Expose on Insider Loans
Ctimes2 writes "Everyone's been grousing a lot lately about high priced CEO's and compensation packages, in no small part due to the 'Enron incident'. Business2.0 has a lengthy but enjoyable feature about how corporate loans became 'compensation packages', forgivable, sometimes tax free the and norm for corporations. And Slashdot's favorite whipping boy Microsoft, while not leading the pack, certainly isn't the poster child for trustworthy finance. More importantly (or rather, to our eternal annoyance), the article provides some much needed information trolls can add to their 'CEO's are bad!' rants: "Insider lending added thrust to the long surge in executive pay that has pushed the average major-company CEO's compensation from 45 times that of the average worker in the early 1970s to about 500 times worker pay today.""

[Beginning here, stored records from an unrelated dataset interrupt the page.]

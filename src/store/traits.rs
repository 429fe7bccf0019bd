use crate::error::Result;
use crate::model::{
    ActorId, Entry, EntryChanges, EntrySearchCriteria, Id, Model, ModelChanges, NewEntry,
    NewModel, Pagination, SchemaSnapshot, SearchCriteria,
};

/// Storage for model blueprints and their schema snapshots.
///
/// `count_models` and `list_models` must evaluate exactly the same predicate
/// set for a given criteria.
#[async_trait::async_trait]
pub trait ModelStore: Send + Sync {
    /// Count live models matching the criteria
    async fn count_models(&self, criteria: &SearchCriteria) -> Result<u64>;
    /// One page of live models matching the criteria, with inlined fields
    async fn list_models(&self, page: Pagination, criteria: &SearchCriteria) -> Result<Vec<Model>>;
    /// Get a model by id; tombstoned models only when `include_deleted`
    async fn get_model(&self, id: Id, include_deleted: bool) -> Result<Option<Model>>;
    /// Insert the model row and its first schema snapshot atomically
    async fn insert_model(&self, model: NewModel, actor: ActorId) -> Result<Id>;
    /// Apply changes to a live model. A field list appends a new snapshot and
    /// repoints `current_schema_id` in the same unit of work.
    /// Returns false when the model is absent or tombstoned.
    async fn update_model(&self, id: Id, changes: ModelChanges, actor: ActorId) -> Result<bool>;
    /// Tombstone live models and their live entries. Returns models newly tombstoned.
    async fn soft_delete_models(&self, ids: &[Id], actor: ActorId) -> Result<u64>;
    /// Remove models, live or tombstoned, with all their entries and snapshots.
    /// Returns models removed.
    async fn purge_models(&self, ids: &[Id]) -> Result<u64>;
    async fn get_snapshot(&self, id: Id) -> Result<Option<SchemaSnapshot>>;
    /// All snapshots of a model, oldest first
    async fn list_snapshots(&self, model_id: Id) -> Result<Vec<SchemaSnapshot>>;
    /// Ids of a creator's models (tombstoned included) above `after`, ascending
    async fn model_ids_by_creator(
        &self,
        creator: ActorId,
        after: Option<Id>,
        limit: usize,
    ) -> Result<Vec<Id>>;
}

/// Storage for entries
#[async_trait::async_trait]
pub trait EntryStore: Send + Sync {
    async fn count_entries(&self, criteria: &EntrySearchCriteria) -> Result<u64>;
    async fn list_entries(
        &self,
        page: Pagination,
        criteria: &EntrySearchCriteria,
    ) -> Result<Vec<Entry>>;
    async fn get_entry(&self, id: Id, include_deleted: bool) -> Result<Option<Entry>>;
    /// Insert an entry; fails with a validation error when the model is not live
    async fn insert_entry(&self, entry: NewEntry, actor: ActorId) -> Result<Id>;
    /// Returns false when the entry is absent or tombstoned
    async fn update_entry(&self, id: Id, changes: EntryChanges, actor: ActorId) -> Result<bool>;
    async fn soft_delete_entries(&self, ids: &[Id], actor: ActorId) -> Result<u64>;
    /// Remove entries whether or not they are tombstoned. Returns entries removed.
    async fn purge_entries(&self, ids: &[Id]) -> Result<u64>;
}

pub trait Store: ModelStore + EntryStore + Send + Sync {}

impl<T: ModelStore + EntryStore + Send + Sync> Store for T {}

The PBS series "Frontline" did a show called "Bigger Than Enron" that has an excellent website to go along with the show. It contains interviews with many of the key players here, including former SEC Chairman Arthur Levitt, current chairman Arthur Pitt, and others.
It's acutally more robust than the B2.0 article, and goes into some detail about how politicians and businesspeople push for the SEC to have less power than it needs. At one point Levitt describes how the heads of different congressioinal committees were threating to pull funding entirely from the SEC if Levitt didn't quit pushing for accounting reforms, the exact reforms that turned out to be so necessary. This was in April of 2000, just before the all the shit started to hit the fan.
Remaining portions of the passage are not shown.